Findings No findings of significance were identified.
1R12 Maintenance Rule (MR) Implementation a.
Inspection Scope The inspectors reviewed the two performance problems listed below, for selected structures, systems, and components (SSCs). The inspectors reviewed PERs, Operator logs, and licensee Cause Determination Evaluations (CDEs) relative to the problems to assess the effectiveness of the licensees MR Implementation. The inspectors compared the licensees performance against site procedure SPP-6.6, Maintenance Rule Performance Indicator Monitoring, Trending and Reporting -10 CFR 50.65, Technical Instruction 0-TI-346, Maintenance Rule Performance Indicator Monitoring, Trending and Reporting -10 CFR 50.65, and SPP 3.1, Corrective Action Program. The inspectors review was to verify that: (1) MR scoping; (2) characterization of failed SSCs; (3) safety significance classifications; (4) 10 CFR 50.65 (a)(1) or (a)(2) classifications; and (5) the appropriateness of performance criteria for SSCs classified as (a)(2) or goals and corrective actions for SSCs classified as (a)(1) were in accordance with the above procedures and 10 CFR 50.65 requirements.
- Inverter failures on Unit 2 and 3, CDE 2002-10
Valves 2-FCV-74-802 and 2-FCV-74-803, primary containment isolation valves, failed two consecutive as-found leak rate tests, CDE dated May 16, 1999 b.
Findings No findings of significance were identified.
1R13 Maintenance Risk Assessments and Emergent Work Evaluation a.
Inspection Scope For the six emergent work and equipment issues listed below, the inspectors reviewed to verify that the licensee had taken the necessary steps to plan and control the emergent work activities to effectively manage and minimize risk. The inspectors reviewed that risk assessments were being performed as required by 10 CFR 50.65(a)(4). The inspectors reviewed licensee procedures SPP-6.1, Work Order Process Initiation, SPP-7.1, Work Control Process, and 0-TI-367, BFN Dual Unit Maintenance, and compared licensee performance to the procedure to verify that procedure requirements were met. Also, the review was to evaluate the adequacy of the licensees risk assessments and the implementation of compensatory measures.

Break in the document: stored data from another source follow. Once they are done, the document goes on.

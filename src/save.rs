//! Save-state container.
//!
//! A save file captures everything the VM could differ on at its next step:
//! position, variables (with full types, strings and lists stored inline so
//! a save can name strings the pool does not contain), the call stack with
//! shadowed variables and parameter names, pending choices (by content, not
//! by index), visit counts, and the chosen-once set. The RNG sequence is
//! deliberately not captured; deterministic testing goes through `set_seed`.
//!
//! Layout: `SKSV` magic, then a versioned envelope whose payload is the
//! per-version state struct. Version "1" predates `shadowed`/`params`/
//! `chosen_once`; those load as empty. Unknown versions are rejected.

use crate::value::Value;
use serde::{Deserialize, Serialize};

pub const SAVE_MAGIC: &[u8; 4] = b"SKSV";
pub const SAVE_FORMAT_VERSION: &str = "2";

/// The complete captured runtime state.
#[derive(Debug, Clone, PartialEq, Serialize, Deserialize)]
pub struct SaveState {
    pub story_version: String,
    pub current_node_name: String,
    pub pc: u32,
    pub finished: bool,
    pub variables: Vec<(String, Value)>,
    pub call_stack: Vec<SavedFrame>,
    pub pending_choices: Vec<SavedChoice>,
    pub visit_counts: Vec<(String, u32)>,
    pub chosen_once: Vec<String>,
}

#[derive(Debug, Clone, PartialEq, Serialize, Deserialize)]
pub struct SavedFrame {
    pub node_name: String,
    pub pc: u32,
    pub return_var: String,
    pub shadowed: Vec<SavedShadow>,
    pub params: Vec<String>,
}

#[derive(Debug, Clone, PartialEq, Serialize, Deserialize)]
pub struct SavedShadow {
    pub name: String,
    pub existed: bool,
    pub value: Value,
}

#[derive(Debug, Clone, PartialEq, Serialize, Deserialize)]
pub struct SavedChoice {
    pub text: String,
    pub target_node_name: String,
}

/// Versioned envelope. The outer shape never changes; only the payload
/// encoding is version-dependent.
#[derive(Serialize, Deserialize)]
struct Envelope {
    version: String,
    payload: Vec<u8>,
}

// The previous format: frames carried no shadowed variables or parameter
// names, and the chosen-once set did not exist yet.

#[derive(Serialize, Deserialize)]
struct SaveStateV1 {
    story_version: String,
    current_node_name: String,
    pc: u32,
    finished: bool,
    variables: Vec<(String, Value)>,
    call_stack: Vec<SavedFrameV1>,
    pending_choices: Vec<SavedChoice>,
    visit_counts: Vec<(String, u32)>,
}

#[derive(Serialize, Deserialize)]
struct SavedFrameV1 {
    node_name: String,
    pc: u32,
    return_var: String,
}

impl From<SaveStateV1> for SaveState {
    fn from(v1: SaveStateV1) -> Self {
        SaveState {
            story_version: v1.story_version,
            current_node_name: v1.current_node_name,
            pc: v1.pc,
            finished: v1.finished,
            variables: v1.variables,
            call_stack: v1
                .call_stack
                .into_iter()
                .map(|f| SavedFrame {
                    node_name: f.node_name,
                    pc: f.pc,
                    return_var: f.return_var,
                    shadowed: Vec::new(),
                    params: Vec::new(),
                })
                .collect(),
            pending_choices: v1.pending_choices,
            visit_counts: v1.visit_counts,
            chosen_once: Vec::new(),
        }
    }
}

/// Serialize a save state to its binary form.
pub fn encode(state: &SaveState) -> Result<Vec<u8>, String> {
    let payload = bincode::serialize(state).map_err(|e| e.to_string())?;
    let envelope = Envelope {
        version: SAVE_FORMAT_VERSION.to_string(),
        payload,
    };
    let body = bincode::serialize(&envelope).map_err(|e| e.to_string())?;
    let mut out = Vec::with_capacity(body.len() + SAVE_MAGIC.len());
    out.extend_from_slice(SAVE_MAGIC);
    out.extend_from_slice(&body);
    Ok(out)
}

/// Verify and deserialize a save buffer, upgrading old versions.
pub fn decode(bytes: &[u8]) -> Result<SaveState, String> {
    if bytes.len() < SAVE_MAGIC.len() || &bytes[..SAVE_MAGIC.len()] != SAVE_MAGIC {
        return Err("bad magic".to_string());
    }
    let envelope: Envelope = bincode::deserialize(&bytes[SAVE_MAGIC.len()..])
        .map_err(|e| format!("malformed envelope: {}", e))?;
    match envelope.version.as_str() {
        SAVE_FORMAT_VERSION => bincode::deserialize::<SaveState>(&envelope.payload)
            .map_err(|e| format!("malformed state: {}", e)),
        "1" => bincode::deserialize::<SaveStateV1>(&envelope.payload)
            .map(SaveState::from)
            .map_err(|e| format!("malformed state: {}", e)),
        other => Err(format!("unsupported save version: {}", other)),
    }
}

#[cfg(test)]
mod tests {
    use super::*;

    fn sample() -> SaveState {
        SaveState {
            story_version: "2".to_string(),
            current_node_name: "shop".to_string(),
            pc: 3,
            finished: false,
            variables: vec![
                ("gold".to_string(), Value::Int(12)),
                ("name".to_string(), Value::Str("Rin".to_string())),
                (
                    "bag".to_string(),
                    Value::List(vec!["rope".to_string(), "torch".to_string()]),
                ),
            ],
            call_stack: vec![SavedFrame {
                node_name: "start".to_string(),
                pc: 1,
                return_var: "r".to_string(),
                shadowed: vec![SavedShadow {
                    name: "n".to_string(),
                    existed: false,
                    value: Value::Int(0),
                }],
                params: vec!["n".to_string()],
            }],
            pending_choices: vec![SavedChoice {
                text: "Buy".to_string(),
                target_node_name: "buy".to_string(),
            }],
            visit_counts: vec![("shop".to_string(), 1), ("start".to_string(), 1)],
            chosen_once: vec!["shop:4".to_string()],
        }
    }

    #[test]
    fn test_round_trip() {
        let state = sample();
        let bytes = encode(&state).unwrap();
        assert_eq!(decode(&bytes).unwrap(), state);
    }

    #[test]
    fn test_bad_magic_rejected() {
        let mut bytes = encode(&sample()).unwrap();
        bytes[0] = b'?';
        assert!(decode(&bytes).is_err());
    }

    #[test]
    fn test_truncated_rejected() {
        let bytes = encode(&sample()).unwrap();
        assert!(decode(&bytes[..bytes.len() - 3]).is_err());
        assert!(decode(&bytes[..1]).is_err());
    }

    #[test]
    fn test_unknown_version_rejected() {
        let envelope = Envelope {
            version: "99".to_string(),
            payload: Vec::new(),
        };
        let mut bytes = SAVE_MAGIC.to_vec();
        bytes.extend(bincode::serialize(&envelope).unwrap());
        let err = decode(&bytes).unwrap_err();
        assert!(err.contains("unsupported save version"));
    }

    #[test]
    fn test_v1_loads_with_empty_optional_fields() {
        let v1 = SaveStateV1 {
            story_version: "2".to_string(),
            current_node_name: "start".to_string(),
            pc: 2,
            finished: false,
            variables: vec![("hp".to_string(), Value::Int(30))],
            call_stack: vec![SavedFrameV1 {
                node_name: "start".to_string(),
                pc: 0,
                return_var: String::new(),
            }],
            pending_choices: Vec::new(),
            visit_counts: vec![("start".to_string(), 1)],
        };
        let envelope = Envelope {
            version: "1".to_string(),
            payload: bincode::serialize(&v1).unwrap(),
        };
        let mut bytes = SAVE_MAGIC.to_vec();
        bytes.extend(bincode::serialize(&envelope).unwrap());

        let state = decode(&bytes).unwrap();
        assert_eq!(state.pc, 2);
        assert_eq!(state.call_stack.len(), 1);
        assert!(state.call_stack[0].shadowed.is_empty());
        assert!(state.call_stack[0].params.is_empty());
        assert!(state.chosen_once.is_empty());
    }
}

- Units 1, 2, and 3: control room emergency ventilation system A inoperable due to damper response, WO 02-015638-000 (emergent)
Units 1, 2, and 3: 250V battery charger #3, WO 02-012527-000 (emergent)

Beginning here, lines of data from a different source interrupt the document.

//! # Money Module
//!
//! Provides the `Money` type for handling monetary values safely.
//!
//! ## Why Integer Money?
//! ```text
//! ┌─────────────────────────────────────────────────────────────────────────┐
//! │  THE FLOATING POINT PROBLEM                                             │
//! │                                                                         │
//! │  In floating point:                                                     │
//! │    0.1 + 0.2 = 0.30000000000000004  ❌ WRONG!                           │
//! │                                                                         │
//! │  OUR SOLUTION: Integer minor units                                      │
//! │    price, cost, totals and profit are all i64 satang/cents.            │
//! │    No rounding is ever performed by the ledger; values keep the        │
//! │    unit and precision they were supplied with.                          │
//! └─────────────────────────────────────────────────────────────────────────┘
//! ```
//!
//! ## Usage
//! ```rust
//! use depot_core::money::Money;
//!
//! let price = Money::from_cents(2500);
//! let cost = Money::from_cents(1800);
//!
//! // Profit per unit may be negative when selling below cost
//! let margin = price - cost;
//! assert_eq!(margin.cents(), 700);
//!
//! let line_total = price * 3;
//! assert_eq!(line_total.cents(), 7500);
//! ```

use serde::{Deserialize, Serialize};
use std::fmt;
use std::iter::Sum;
use std::ops::{Add, AddAssign, Mul, Sub, SubAssign};

// =============================================================================
// Money Type
// =============================================================================

/// Represents a monetary value in the smallest currency unit.
///
/// ## Design Decisions
/// - **i64 (signed)**: profit may be negative when price < cost
/// - **Single field tuple struct**: zero-cost abstraction over i64
/// - **Derives**: full serde support for JSON serialization
#[derive(
    Debug, Clone, Copy, PartialEq, Eq, PartialOrd, Ord, Hash, Default, Serialize, Deserialize,
)]
pub struct Money(i64);

impl Money {
    /// Creates a Money value from minor units (cents/satang).
    ///
    /// ## Example
    /// ```rust
    /// use depot_core::money::Money;
    ///
    /// let price = Money::from_cents(1099);
    /// assert_eq!(price.cents(), 1099);
    /// ```
    #[inline]
    pub const fn from_cents(cents: i64) -> Self {
        Money(cents)
    }

    /// Returns the value in minor units.
    #[inline]
    pub const fn cents(&self) -> i64 {
        self.0
    }

    /// Zero amount.
    #[inline]
    pub const fn zero() -> Self {
        Money(0)
    }

    /// Checks if the amount is zero.
    #[inline]
    pub const fn is_zero(&self) -> bool {
        self.0 == 0
    }

    /// Checks if the amount is negative (e.g., a loss-making margin).
    #[inline]
    pub const fn is_negative(&self) -> bool {
        self.0 < 0
    }

    /// Multiplies by a quantity, returning None on overflow.
    ///
    /// Ledger totals use this rather than bare `*` so that absurd
    /// quantity/price combinations surface as errors instead of wrapping.
    #[inline]
    pub fn checked_mul(self, qty: i64) -> Option<Money> {
        self.0.checked_mul(qty).map(Money)
    }

    /// Formats the amount as major.minor (e.g., 1099 → "10.99").
    ///
    /// Used by the PromptPay builder for the optional amount field, which
    /// requires exactly two decimal places.
    pub fn to_decimal_string(&self) -> String {
        let sign = if self.0 < 0 { "-" } else { "" };
        let abs = self.0.unsigned_abs();
        format!("{}{}.{:02}", sign, abs / 100, abs % 100)
    }
}

// =============================================================================
// Arithmetic Operators
// =============================================================================

impl Add for Money {
    type Output = Money;

    #[inline]
    fn add(self, rhs: Money) -> Money {
        Money(self.0 + rhs.0)
    }
}

impl AddAssign for Money {
    #[inline]
    fn add_assign(&mut self, rhs: Money) {
        self.0 += rhs.0;
    }
}

impl Sub for Money {
    type Output = Money;

    #[inline]
    fn sub(self, rhs: Money) -> Money {
        Money(self.0 - rhs.0)
    }
}

impl SubAssign for Money {
    #[inline]
    fn sub_assign(&mut self, rhs: Money) {
        self.0 -= rhs.0;
    }
}

impl Mul<i64> for Money {
    type Output = Money;

    #[inline]
    fn mul(self, qty: i64) -> Money {
        Money(self.0 * qty)
    }
}

impl Sum for Money {
    fn sum<I: Iterator<Item = Money>>(iter: I) -> Money {
        iter.fold(Money::zero(), Add::add)
    }
}

impl fmt::Display for Money {
    fn fmt(&self, f: &mut fmt::Formatter<'_>) -> fmt::Result {
        write!(f, "{}", self.to_decimal_string())
    }
}

// =============================================================================
// Unit Tests
// =============================================================================

#[cfg(test)]
mod tests {
    use super::*;

    #[test]
    fn test_basic_arithmetic() {
        let price = Money::from_cents(2500);
        let cost = Money::from_cents(1800);

        assert_eq!((price - cost).cents(), 700);
        assert_eq!((price + cost).cents(), 4300);
        assert_eq!((price * 4).cents(), 10000);
    }

    #[test]
    fn test_negative_margin() {
        // Selling below cost yields a negative profit - allowed by design
        let price = Money::from_cents(1000);
        let cost = Money::from_cents(1500);
        let margin = price - cost;

        assert!(margin.is_negative());
        assert_eq!(margin.cents(), -500);
    }

    #[test]
    fn test_sum() {
        let total: Money = [100, 250, 50]
            .iter()
            .map(|&c| Money::from_cents(c))
            .sum();
        assert_eq!(total.cents(), 400);
    }

    #[test]
    fn test_checked_mul_overflow() {
        assert!(Money::from_cents(i64::MAX).checked_mul(2).is_none());
        assert_eq!(
            Money::from_cents(1099).checked_mul(3),
            Some(Money::from_cents(3297))
        );
    }

    #[test]
    fn test_decimal_string() {
        assert_eq!(Money::from_cents(1099).to_decimal_string(), "10.99");
        assert_eq!(Money::from_cents(500).to_decimal_string(), "5.00");
        assert_eq!(Money::from_cents(7).to_decimal_string(), "0.07");
        assert_eq!(Money::from_cents(-550).to_decimal_string(), "-5.50");
    }
}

Unit 3, RHR pump 3C motor breaker shutter not operating properly, WO 02-012040-000 (emergent)
- Unit 1, RHR temperature annunciator window in alarm, WO 02-015309-000 (emergent)
Unit 3, control bay chiller 3B emergency equipment cooling water leak, WO 02-013245-000 (emergent)
Unit 2, main turbine stop valve #2 limit switch degradation, WO 02-011834-000 (emergent)
b.
Findings No findings of significance were identified.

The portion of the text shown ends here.